La contribución de Koch y sus colaboradores a la teoría germinal se extendió más allá de la identificación de microorganismos. Koch redactó un programa, conocido informalmente como “los postulados de Koch”, que, tras varias revisiones, continúa vigente como la herramienta básica para la confirmación de la relación causal entre microbios concretos y enfermedades. Koch y sus colegas hicieron importantes contribuciones a la identificación de las bacterias desarrollando métodos de tinción basados en colorantes industriales de la época, con lo que para 1900 se habían establecido las causas bacterianas de varias docenas de enfermedades. Esto tuvo dos consecuencias principales: la primera que muchos médicos llegaron al convencimiento de que cada enfermedad debía tener una bacteria como causa y, la segunda, que las enfermedades dejaron de reconocerse exclusivamente por los síntomas como en el pasado, sino también por su causa, en el laboratorio.

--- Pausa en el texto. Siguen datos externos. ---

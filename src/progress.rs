//! User progress: reward points, level and unlocked modules.
//!
//! Each `apply_reward` call checks the level threshold exactly once, so a large
//! reward raises the level by at most one. An overshoot is picked up by the next
//! call.

use std::collections::BTreeSet;

use serde::{Deserialize, Serialize};
use tracing::info;

/// Points needed per level: level `n` is left once points reach `n * 20`.
pub const POINTS_PER_LEVEL: u32 = 20;

#[derive(Clone, Debug, PartialEq, Eq, Serialize, Deserialize)]
pub struct UserProgressState {
  pub level: u32,
  pub points: u32,
  pub unlocked_modules: BTreeSet<String>,
}

impl Default for UserProgressState {
  fn default() -> Self {
    Self { level: 1, points: 0, unlocked_modules: BTreeSet::new() }
  }
}

#[derive(Clone, Copy, Debug, PartialEq, Eq, Serialize)]
pub struct RewardOutcome {
  pub level: u32,
  pub points: u32,
  pub leveled_up: bool,
}

impl UserProgressState {
  pub fn apply_reward(&mut self, points: u32) -> RewardOutcome {
    self.points = self.points.saturating_add(points);
    let leveled_up = self.points >= self.level.saturating_mul(POINTS_PER_LEVEL);
    if leveled_up {
      self.level += 1;
      info!(target: "numsense", level = self.level, points = self.points, "level up");
    }
    RewardOutcome { level: self.level, points: self.points, leveled_up }
  }

  /// Returns true if the module was newly unlocked.
  pub fn unlock(&mut self, module: impl Into<String>) -> bool {
    self.unlocked_modules.insert(module.into())
  }

  pub fn is_unlocked(&self, module: &str) -> bool {
    self.unlocked_modules.contains(module)
  }
}

#[cfg(test)]
mod tests {
  use super::*;

  #[test]
  fn crossing_the_first_threshold_levels_up() {
    let mut p = UserProgressState::default();
    let out = p.apply_reward(25);
    assert_eq!(out, RewardOutcome { level: 2, points: 25, leveled_up: true });
  }

  #[test]
  fn exactly_at_threshold_levels_up() {
    let mut p = UserProgressState::default();
    assert!(!p.apply_reward(19).leveled_up);
    assert!(p.apply_reward(1).leveled_up);
    assert_eq!(p.level, 2);
  }

  #[test]
  fn overshoot_raises_one_level_per_call() {
    let mut p = UserProgressState::default();
    let out = p.apply_reward(75);
    assert_eq!((out.level, out.points, out.leveled_up), (2, 75, true));
    // 75 >= 40: caught up on the next call, still one level at a time
    let out = p.apply_reward(0);
    assert_eq!((out.level, out.leveled_up), (3, true));
    let out = p.apply_reward(0);
    assert_eq!((out.level, out.leveled_up), (4, true));
    let out = p.apply_reward(0);
    assert_eq!((out.level, out.leveled_up), (4, false));
  }

  #[test]
  fn split_rewards_can_end_at_a_different_level_than_one_lump() {
    let mut split = UserProgressState::default();
    for r in [15, 15, 15] {
      split.apply_reward(r);
    }
    let mut lump = UserProgressState::default();
    lump.apply_reward(45);
    assert_eq!(split.points, lump.points);
    assert_eq!(split.level, 3);
    assert_eq!(lump.level, 2);
  }

  #[test]
  fn level_never_decreases() {
    let mut p = UserProgressState::default();
    let mut last = p.level;
    for r in [0, 3, 1, 2, 30, 0, 0, 5, 100, 0] {
      let out = p.apply_reward(r);
      assert!(out.level >= last);
      last = out.level;
    }
  }

  #[test]
  fn unlocks_are_a_set() {
    let mut p = UserProgressState::default();
    assert!(p.unlock("bank"));
    assert!(!p.unlock("bank"));
    assert!(p.is_unlocked("bank"));
    assert!(!p.is_unlocked("cheques"));
  }
}
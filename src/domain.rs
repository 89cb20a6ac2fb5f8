//! Domain models shared by the generator, the validator and the host:
//! problem kinds, generation parameters, problems and verdicts.

use std::fmt;
use std::str::FromStr;

use serde::{Deserialize, Serialize};

use crate::error::{CoreError, CoreResult};

/// Closed set of problem variants. Each one maps to a generator function.
#[derive(Clone, Copy, Debug, PartialEq, Eq, Hash, Serialize, Deserialize)]
#[serde(rename_all = "snake_case")]
pub enum ProblemKind {
  PlaceValue,
  ArrangeLargest,
  ArrangeSmallest,
  ArrangeClosest,
  TableMax,
  TableMin,
  TableSum,
  TableAverage,
  TableDifference,
  NumberToWords,
  WordsToNumber,
  CommaGrouping,
  SequenceNeighbor,
  CurrencyComposition,
}

impl ProblemKind {
  pub const ALL: [ProblemKind; 14] = [
    ProblemKind::PlaceValue,
    ProblemKind::ArrangeLargest,
    ProblemKind::ArrangeSmallest,
    ProblemKind::ArrangeClosest,
    ProblemKind::TableMax,
    ProblemKind::TableMin,
    ProblemKind::TableSum,
    ProblemKind::TableAverage,
    ProblemKind::TableDifference,
    ProblemKind::NumberToWords,
    ProblemKind::WordsToNumber,
    ProblemKind::CommaGrouping,
    ProblemKind::SequenceNeighbor,
    ProblemKind::CurrencyComposition,
  ];

  pub fn as_str(self) -> &'static str {
    match self {
      ProblemKind::PlaceValue => "place_value",
      ProblemKind::ArrangeLargest => "arrange_largest",
      ProblemKind::ArrangeSmallest => "arrange_smallest",
      ProblemKind::ArrangeClosest => "arrange_closest",
      ProblemKind::TableMax => "table_max",
      ProblemKind::TableMin => "table_min",
      ProblemKind::TableSum => "table_sum",
      ProblemKind::TableAverage => "table_average",
      ProblemKind::TableDifference => "table_difference",
      ProblemKind::NumberToWords => "number_to_words",
      ProblemKind::WordsToNumber => "words_to_number",
      ProblemKind::CommaGrouping => "comma_grouping",
      ProblemKind::SequenceNeighbor => "sequence_neighbor",
      ProblemKind::CurrencyComposition => "currency_composition",
    }
  }

  /// Difficulty family whose tier table drives this kind.
  pub fn family(self) -> DifficultyFamily {
    match self {
      ProblemKind::PlaceValue => DifficultyFamily::PlaceValue,
      ProblemKind::ArrangeLargest | ProblemKind::ArrangeSmallest | ProblemKind::ArrangeClosest => {
        DifficultyFamily::Arrangement
      }
      ProblemKind::TableMax
      | ProblemKind::TableMin
      | ProblemKind::TableSum
      | ProblemKind::TableAverage
      | ProblemKind::TableDifference => DifficultyFamily::DataTable,
      ProblemKind::NumberToWords | ProblemKind::WordsToNumber => DifficultyFamily::Words,
      ProblemKind::CommaGrouping => DifficultyFamily::Grouping,
      ProblemKind::SequenceNeighbor => DifficultyFamily::Sequence,
      ProblemKind::CurrencyComposition => DifficultyFamily::Currency,
    }
  }
}

impl fmt::Display for ProblemKind {
  fn fmt(&self, f: &mut fmt::Formatter<'_>) -> fmt::Result {
    f.write_str(self.as_str())
  }
}

impl FromStr for ProblemKind {
  type Err = CoreError;

  fn from_str(s: &str) -> CoreResult<Self> {
    let key = s.trim().to_ascii_lowercase().replace('-', "_");
    ProblemKind::ALL
      .iter()
      .copied()
      .find(|k| k.as_str() == key)
      .ok_or_else(|| CoreError::UnsupportedKind(s.to_string()))
  }
}

/// Groups of kinds sharing one difficulty tier table.
#[derive(Clone, Copy, Debug, PartialEq, Eq, Hash, PartialOrd, Ord, Serialize, Deserialize)]
#[serde(rename_all = "snake_case")]
pub enum DifficultyFamily {
  PlaceValue,
  Arrangement,
  DataTable,
  Words,
  Grouping,
  Sequence,
  Currency,
}

impl DifficultyFamily {
  pub const ALL: [DifficultyFamily; 7] = [
    DifficultyFamily::PlaceValue,
    DifficultyFamily::Arrangement,
    DifficultyFamily::DataTable,
    DifficultyFamily::Words,
    DifficultyFamily::Grouping,
    DifficultyFamily::Sequence,
    DifficultyFamily::Currency,
  ];

  pub fn as_str(self) -> &'static str {
    match self {
      DifficultyFamily::PlaceValue => "place_value",
      DifficultyFamily::Arrangement => "arrangement",
      DifficultyFamily::DataTable => "data_table",
      DifficultyFamily::Words => "words",
      DifficultyFamily::Grouping => "grouping",
      DifficultyFamily::Sequence => "sequence",
      DifficultyFamily::Currency => "currency",
    }
  }
}

impl FromStr for DifficultyFamily {
  type Err = CoreError;

  fn from_str(s: &str) -> CoreResult<Self> {
    DifficultyFamily::ALL
      .iter()
      .copied()
      .find(|f| f.as_str() == s.trim())
      .ok_or_else(|| CoreError::UnsupportedKind(s.to_string()))
  }
}

/// Inclusive integer range.
#[derive(Clone, Copy, Debug, PartialEq, Eq, Serialize, Deserialize)]
pub struct ValueRange {
  pub min: i64,
  pub max: i64,
}

impl ValueRange {
  pub fn new(min: i64, max: i64) -> Self {
    Self { min, max }
  }

  /// Number of distinct integers in the range (0 when inverted).
  pub fn span(&self) -> u64 {
    if self.max < self.min { 0 } else { self.max.abs_diff(self.min).saturating_add(1) }
  }
}

/// Parameters for one problem, produced fresh by the difficulty resolver.
#[derive(Clone, Copy, Debug, PartialEq, Eq, Serialize, Deserialize)]
pub struct GenerationParams {
  pub digit_count: u32,
  pub value_range: ValueRange,
  pub option_count: u32,
  /// Index of the tier the level resolved to (0 = easiest).
  pub tier: u8,
}

#[derive(Clone, Debug, PartialEq, Eq, Serialize, Deserialize)]
pub struct TableRow {
  pub label: String,
  pub value: i64,
}

/// Kind-specific payload the host renders next to the prompt.
#[derive(Clone, Debug, PartialEq, Eq, Serialize, Deserialize)]
#[serde(tag = "type", rename_all = "snake_case")]
pub enum ProblemData {
  PlaceValue { number: i64, digit: u8, position: u32 },
  Digits { digits: Vec<u8> },
  DigitsWithTarget { digits: Vec<u8>, target: i64 },
  Table { title: String, rows: Vec<TableRow>, compare: Option<(String, String)> },
  Number { value: i64 },
  Words { text: String },
  Sequence { start: i64, offset: i64 },
  Currency { target: i64, denominations: Vec<u32> },
}

/// One acceptable answer shape. Matching rules live in `validate`.
#[derive(Clone, Debug, PartialEq, Eq, Serialize, Deserialize)]
#[serde(tag = "form", content = "value", rename_all = "snake_case")]
pub enum SolutionForm {
  /// Integer answer; input may carry grouping commas or a currency symbol.
  Number(i64),
  /// English words; compared after word normalization and filler removal.
  Words(String),
  /// Free label such as a category name; case- and spacing-insensitive.
  Label(String),
  /// Punctuation-exact text (whitespace ignored), e.g. a comma-grouped number.
  Literal(String),
  /// Any multiset of offered denominations summing to the target.
  Composition { target: i64, canonical: Vec<u32> },
}

/// A generated problem. `solution_forms` is never empty.
#[derive(Clone, Debug, Serialize, Deserialize)]
pub struct Problem {
  pub id: String,
  pub kind: ProblemKind,
  pub prompt: String,
  pub data: ProblemData,
  pub solution_forms: Vec<SolutionForm>,
  pub canonical_answer: String,
  pub hint: String,
  pub reward_points: u32,
}

impl Problem {
  pub fn new(
    kind: ProblemKind,
    prompt: String,
    data: ProblemData,
    solution_forms: Vec<SolutionForm>,
    canonical_answer: String,
    hint: String,
    params: &GenerationParams,
  ) -> CoreResult<Self> {
    if solution_forms.is_empty() {
      return Err(CoreError::invalid(format!("{kind}: problem built without solution forms")));
    }
    Ok(Self {
      id: uuid::Uuid::new_v4().to_string(),
      kind,
      prompt,
      data,
      solution_forms,
      canonical_answer,
      hint,
      reward_points: reward_for_tier(params.tier),
    })
  }
}

/// Reward for a correct answer: 1 point at the first tier, up to 3.
pub fn reward_for_tier(tier: u8) -> u32 {
  (tier as u32 + 1).clamp(1, 3)
}

/// Raw user response as it arrives from the host.
#[derive(Clone, Debug, PartialEq, Eq, Serialize, Deserialize)]
#[serde(untagged)]
pub enum Answer {
  Number(i64),
  Text(String),
  Denominations(Vec<u32>),
}

#[derive(Clone, Debug, PartialEq, Eq, Serialize, Deserialize)]
pub struct Verdict {
  pub correct: bool,
  pub message: String,
  pub canonical_answer: String,
}
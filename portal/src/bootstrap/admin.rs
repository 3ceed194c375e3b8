// This file is part of the product NoPressure.
// SPDX-FileCopyrightText: 2025-2026 Zivatar Limited
// SPDX-License-Identifier: AGPL-3.0-or-later
// The code and documentation in this repository is licensed under the GNU Affero General Public License v3.0 or later (AGPL-3.0-or-later). See LICENSE.

use super::{BootstrapError, log_action, log_warning};
use crate::config::ValidatedConfig;
use crate::iam::hash_password;
use crate::store::ContentStore;

/// Seeds the configured admin principal when it is not in the store yet.
pub fn ensure_admin(store: &ContentStore, config: &ValidatedConfig) -> Result<bool, BootstrapError> {
    let username = config.admin.username.trim();
    if store.admin_exists(username)? {
        return Ok(false);
    }

    let password_hash = hash_password(&config.admin.initial_password)?;
    store.insert_admin(username, &password_hash)?;

    log_action(format!("seeded admin account '{}'", username));
    log_warning(format!(
        "'{}' uses the initial password from config.yaml (change it and remove admin.initial_password)",
        username
    ));
    Ok(true)
}

/// Text of the startup warning for a config that still carries the built-in password.
pub fn default_password_warning(config: &ValidatedConfig) -> Option<String> {
    config.admin.uses_default_password().then(|| {
        format!(
            "admin.initial_password for '{}' is the built-in default; change it in config.yaml",
            config.admin.username.trim()
        )
    })
}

Las mejoras en los procesos de filtrado bacteriano después de 1880 llevaron a muchos investigadores a darse cuenta de que debían existir agentes causantes de enfermedad menores que las bacterias conocidas, y en 1896 Martinus Willen Beijerinck propuso la idea, muy controvertida, pero válida, del que llama virus filtrable: un posible microbio soluble en agua lo suficientemente pequeño como para pasar a través de los filtros e invisible a los microscopios contemporáneos. Los primeros agentes de este tipo identificados fueron el del mosaico del tabaco, la glosopeda (fiebre aftosa del ganado) y la fiebre amarilla. La virología se desarrolló rápidamente como ciencia a comienzos del siglo XX. El fenómeno de los fagos, virus que infectan exclusivamente a bacterias, fue identificado independientemente por Frederick William Twort y Félix d’Hérélle durante la I Guerra Mundial. El desarrollo del microscopio electrónico en los años treinta permitió visualizar los virus.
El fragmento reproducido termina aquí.